Repeat nothing but the lines below running from the one containing "use std::cmp::Ordering;" to the one containing "if self.depth == 0". Keep both end lines.

▽

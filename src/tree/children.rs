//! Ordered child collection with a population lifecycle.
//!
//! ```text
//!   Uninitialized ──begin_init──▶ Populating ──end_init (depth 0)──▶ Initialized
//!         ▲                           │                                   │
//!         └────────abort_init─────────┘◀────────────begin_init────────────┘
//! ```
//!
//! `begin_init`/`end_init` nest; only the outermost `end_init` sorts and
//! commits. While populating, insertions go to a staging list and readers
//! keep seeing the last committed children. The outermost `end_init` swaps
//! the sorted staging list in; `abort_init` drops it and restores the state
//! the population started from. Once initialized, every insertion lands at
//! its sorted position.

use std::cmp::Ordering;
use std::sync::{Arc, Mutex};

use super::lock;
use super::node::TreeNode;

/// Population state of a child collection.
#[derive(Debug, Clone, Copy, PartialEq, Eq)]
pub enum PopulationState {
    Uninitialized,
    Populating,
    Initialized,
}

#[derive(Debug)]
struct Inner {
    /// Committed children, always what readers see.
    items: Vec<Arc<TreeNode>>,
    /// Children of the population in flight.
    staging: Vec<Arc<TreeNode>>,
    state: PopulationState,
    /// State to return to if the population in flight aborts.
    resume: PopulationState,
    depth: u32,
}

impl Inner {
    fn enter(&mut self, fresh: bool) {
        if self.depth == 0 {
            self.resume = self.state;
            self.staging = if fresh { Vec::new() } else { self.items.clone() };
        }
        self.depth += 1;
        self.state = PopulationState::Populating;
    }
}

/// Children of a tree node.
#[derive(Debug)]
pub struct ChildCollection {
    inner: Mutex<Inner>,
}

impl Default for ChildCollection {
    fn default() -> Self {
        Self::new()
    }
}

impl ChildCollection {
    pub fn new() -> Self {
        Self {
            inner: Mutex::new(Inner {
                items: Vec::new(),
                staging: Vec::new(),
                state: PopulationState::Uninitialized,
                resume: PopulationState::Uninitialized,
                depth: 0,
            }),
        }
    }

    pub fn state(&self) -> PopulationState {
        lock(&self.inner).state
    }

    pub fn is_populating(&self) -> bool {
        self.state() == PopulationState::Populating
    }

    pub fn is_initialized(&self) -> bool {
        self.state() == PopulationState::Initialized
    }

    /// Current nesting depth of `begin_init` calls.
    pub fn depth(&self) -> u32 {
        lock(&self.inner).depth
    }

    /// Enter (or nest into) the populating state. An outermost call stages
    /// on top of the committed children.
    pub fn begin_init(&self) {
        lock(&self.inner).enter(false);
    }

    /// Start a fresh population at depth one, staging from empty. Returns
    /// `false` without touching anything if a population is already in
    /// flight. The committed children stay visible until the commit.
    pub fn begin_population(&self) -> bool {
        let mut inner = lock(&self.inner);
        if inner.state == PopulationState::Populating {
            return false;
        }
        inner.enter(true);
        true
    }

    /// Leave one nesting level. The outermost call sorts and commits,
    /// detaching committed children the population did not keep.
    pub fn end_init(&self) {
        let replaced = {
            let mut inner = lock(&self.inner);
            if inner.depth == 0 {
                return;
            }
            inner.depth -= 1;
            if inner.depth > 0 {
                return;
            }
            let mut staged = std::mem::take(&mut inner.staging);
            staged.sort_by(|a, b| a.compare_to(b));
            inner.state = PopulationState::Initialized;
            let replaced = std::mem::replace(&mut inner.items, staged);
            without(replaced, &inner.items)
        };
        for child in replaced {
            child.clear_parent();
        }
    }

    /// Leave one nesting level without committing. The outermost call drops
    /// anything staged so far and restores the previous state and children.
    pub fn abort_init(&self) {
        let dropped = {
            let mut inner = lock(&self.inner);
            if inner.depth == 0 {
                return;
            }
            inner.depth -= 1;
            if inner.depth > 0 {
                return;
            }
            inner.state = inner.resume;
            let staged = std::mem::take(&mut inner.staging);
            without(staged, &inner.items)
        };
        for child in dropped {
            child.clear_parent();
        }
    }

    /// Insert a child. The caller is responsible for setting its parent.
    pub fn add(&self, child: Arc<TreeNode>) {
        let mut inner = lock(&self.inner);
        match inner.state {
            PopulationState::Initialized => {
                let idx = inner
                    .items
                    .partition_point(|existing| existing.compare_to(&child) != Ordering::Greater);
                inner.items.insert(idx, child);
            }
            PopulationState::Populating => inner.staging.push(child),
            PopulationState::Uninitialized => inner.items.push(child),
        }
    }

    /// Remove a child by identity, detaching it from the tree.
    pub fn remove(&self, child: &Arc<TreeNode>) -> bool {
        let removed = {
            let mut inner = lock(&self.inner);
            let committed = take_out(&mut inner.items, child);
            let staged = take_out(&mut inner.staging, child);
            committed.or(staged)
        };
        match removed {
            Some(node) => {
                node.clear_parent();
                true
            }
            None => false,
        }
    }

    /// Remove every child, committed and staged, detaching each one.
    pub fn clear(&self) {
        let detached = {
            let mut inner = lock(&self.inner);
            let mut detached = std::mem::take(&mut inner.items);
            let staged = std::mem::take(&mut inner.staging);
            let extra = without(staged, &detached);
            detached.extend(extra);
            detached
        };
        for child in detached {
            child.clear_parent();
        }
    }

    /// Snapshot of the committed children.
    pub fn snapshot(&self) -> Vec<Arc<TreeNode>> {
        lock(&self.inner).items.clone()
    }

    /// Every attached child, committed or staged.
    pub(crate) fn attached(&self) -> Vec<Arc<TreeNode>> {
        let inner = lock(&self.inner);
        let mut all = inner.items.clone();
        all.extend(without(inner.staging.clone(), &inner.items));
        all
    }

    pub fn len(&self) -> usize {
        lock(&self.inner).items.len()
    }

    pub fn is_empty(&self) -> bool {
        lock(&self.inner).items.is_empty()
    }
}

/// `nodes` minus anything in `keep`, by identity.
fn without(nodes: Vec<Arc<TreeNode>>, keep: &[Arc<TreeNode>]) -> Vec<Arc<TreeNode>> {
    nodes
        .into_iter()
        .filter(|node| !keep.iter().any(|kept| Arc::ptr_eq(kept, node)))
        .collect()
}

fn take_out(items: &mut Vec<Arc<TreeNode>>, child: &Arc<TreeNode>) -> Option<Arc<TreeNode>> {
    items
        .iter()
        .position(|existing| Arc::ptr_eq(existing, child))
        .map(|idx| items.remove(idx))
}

△

§ **Problem solution**:
use std::cmp::Ordering;
use std::sync::{Arc, Mutex};

use super::lock;
use super::node::TreeNode;

/// Population state of a child collection.
#[derive(Debug, Clone, Copy, PartialEq, Eq)]
pub enum PopulationState {
    Uninitialized,
    Populating,
    Initialized,
}

#[derive(Debug)]
struct Inner {
    /// Committed children, always what readers see.
    items: Vec<Arc<TreeNode>>,
    /// Children of the population in flight.
    staging: Vec<Arc<TreeNode>>,
    state: PopulationState,
    /// State to return to if the population in flight aborts.
    resume: PopulationState,
    depth: u32,
}

impl Inner {
    fn enter(&mut self, fresh: bool) {
        if self.depth == 0 {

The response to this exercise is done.